Greenig Matthew, Melville Andrew, Huntley Derek, Isalan Mark, Mielcarek Michal
Department of Life Sciences, Imperial College London, London, United Kingdom.
Department of Mathematics, Imperial College London, London, United Kingdom.
Front Mol Biosci. 2020 Sep 25;7:565530. doi: 10.3389/fmolb.2020.565530. eCollection 2020.
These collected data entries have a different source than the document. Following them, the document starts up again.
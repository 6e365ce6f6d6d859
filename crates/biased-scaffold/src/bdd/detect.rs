//! Project type detection from marker files

use std::fs;
use std::path::Path;

use serde::Serialize;

/// Project ecosystems a BDD framework can be set up for.
#[derive(Debug, Clone, Copy, PartialEq, Eq, Serialize)]
#[serde(rename_all = "lowercase")]
pub enum ProjectKind {
    Node,
    Python,
    DotNet,
    Java,
    Unknown,
}

const PYTHON_MARKERS: &[&str] = &["requirements.txt", "setup.py", "pyproject.toml"];
const JAVA_MARKERS: &[&str] = &["pom.xml", "build.gradle", "build.gradle.kts"];
const DOTNET_EXTENSIONS: &[&str] = &["csproj", "sln"];

impl ProjectKind {
    /// Detect the project type of `root`.
    ///
    /// Checked in priority order: Node, Python, .NET, Java.
    pub fn detect(root: &Path) -> Self {
        if root.join("package.json").exists() {
            Self::Node
        } else if any_exists(root, PYTHON_MARKERS) {
            Self::Python
        } else if has_dotnet_project(root) {
            Self::DotNet
        } else if any_exists(root, JAVA_MARKERS) {
            Self::Java
        } else {
            Self::Unknown
        }
    }

    pub fn display_name(&self) -> &'static str {
        match self {
            Self::Node => "Node.js",
            Self::Python => "Python",
            Self::DotNet => ".NET",
            Self::Java => "Java",
            Self::Unknown => "unknown",
        }
    }
}

fn any_exists(root: &Path, markers: &[&str]) -> bool {
    markers.iter().any(|marker| root.join(marker).exists())
}

/// A `*.csproj` or `*.sln` directly in `root`.
fn has_dotnet_project(root: &Path) -> bool {
    let Ok(entries) = fs::read_dir(root) else {
        return false;
    };
    entries.filter_map(|entry| entry.ok()).any(|entry| {
        entry
            .path()
            .extension()
            .and_then(|ext| ext.to_str())
            .is_some_and(|ext| DOTNET_EXTENSIONS.contains(&ext))
    })
}
//! Workbook reading backed by `calamine`

use std::path::Path;

use calamine::{Data, Range, Reader, open_workbook_auto};

use super::{Sheet, WorkbookReader};
use crate::{Error, Result};

/// Reads `.xlsx` / `.xls` workbooks.
#[derive(Debug, Default, Clone, Copy)]
pub struct CalamineReader;

impl WorkbookReader for CalamineReader {
    fn read_sheets(&self, path: &Path) -> Result<Vec<Sheet>> {
        let mut workbook =
            open_workbook_auto(path).map_err(|e| Error::extraction("spreadsheet", path, e))?;

        let names = workbook.sheet_names();
        let mut sheets = Vec::with_capacity(names.len());
        for name in names {
            let range = workbook
                .worksheet_range(&name)
                .map_err(|e| Error::extraction("spreadsheet", path, e))?;
            sheets.push(Sheet::new(name, range_to_csv(&range)));
        }
        Ok(sheets)
    }
}

fn range_to_csv(range: &Range<Data>) -> String {
    rows_to_csv(
        range
            .rows()
            .map(|row| row.iter().map(|cell| cell.to_string()).collect::<Vec<_>>()),
    )
}

/// Serialize rows as comma-separated lines.
///
/// Cells containing commas or quotes are quoted, line breaks inside a cell
/// are flattened to spaces, and rows with no content become blank lines.
pub fn rows_to_csv<I, R, S>(rows: I) -> String
where
    I: IntoIterator<Item = R>,
    R: IntoIterator<Item = S>,
    S: AsRef<str>,
{
    let lines: Vec<String> = rows
        .into_iter()
        .map(|row| {
            let cells: Vec<String> = row.into_iter().map(|c| escape_cell(c.as_ref())).collect();
            if cells.iter().all(|c| c.trim().is_empty()) {
                String::new()
            } else {
                cells.join(",")
            }
        })
        .collect();
    lines.join("\n")
}

fn escape_cell(cell: &str) -> String {
    let flat = cell.replace(['\r', '\n'], " ");
    if flat.contains([',', '"']) {
        format!("\"{}\"", flat.replace('"', "\"\""))
    } else {
        flat
    }
}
Cardiovascular disease accounts for millions of deaths each year and is currently the leading cause of mortality worldwide. The aging process is clearly linked to cardiovascular disease, however, the exact relationship between aging and heart function is not fully understood. Furthermore, a holistic view of cardiac aging, linking features of early life development to changes observed in old age, has not been synthesized. Here, we re-purpose RNA-sequencing data previously-collected by our group, investigating gene expression differences between wild-type mice of different age groups that represent key developmental milestones in the murine lifespan. DESeq2's generalized linear model was applied with two hypothesis testing approaches to identify differentially-expressed (DE) genes, both between pairs of age groups and across mice of all ages. Pairwise comparisons identified genes associated with specific age transitions, while comparisons across all age groups identified a large set of genes associated with the aging process more broadly. An unsupervised machine learning approach was then applied to extract common expression patterns from this set of age-associated genes. Sets of genes with both linear and non-linear expression trajectories were identified, suggesting that aging not only involves the activation of gene expression programs unique to different age groups, but also the re-activation of gene expression programs from earlier ages. Overall, we present a comprehensive transcriptomic analysis of cardiac gene expression patterns across the entirety of the murine lifespan.
心血管疾病每年导致数百万人死亡,目前是全球主要的死亡原因。衰老过程与心血管疾病明显相关,然而,衰老与心脏功能的确切关系尚未完全明确。此外,尚未形成一种将生命早期发育特征与老年期观察到的变化联系起来的心脏衰老整体观。在此,我们重新利用我们团队之前收集的RNA测序数据,研究代表小鼠寿命关键发育里程碑的不同年龄组野生型小鼠之间的基因表达差异。应用DESeq2的广义线性模型和两种假设检验方法来识别差异表达(DE)基因,包括在年龄组对之间以及所有年龄小鼠之间。成对比较确定了与特定年龄转变相关的基因,而对所有年龄组的比较更广泛地确定了一大组与衰老过程相关的基因。然后应用无监督机器学习方法从这组与年龄相关的基因中提取共同表达模式。识别出具有线性和非线性表达轨迹的基因集,这表明衰老不仅涉及不同年龄组特有的基因表达程序的激活,还涉及早期年龄基因表达程序的重新激活。总体而言,我们对小鼠整个寿命期的心脏基因表达模式进行了全面的转录组分析。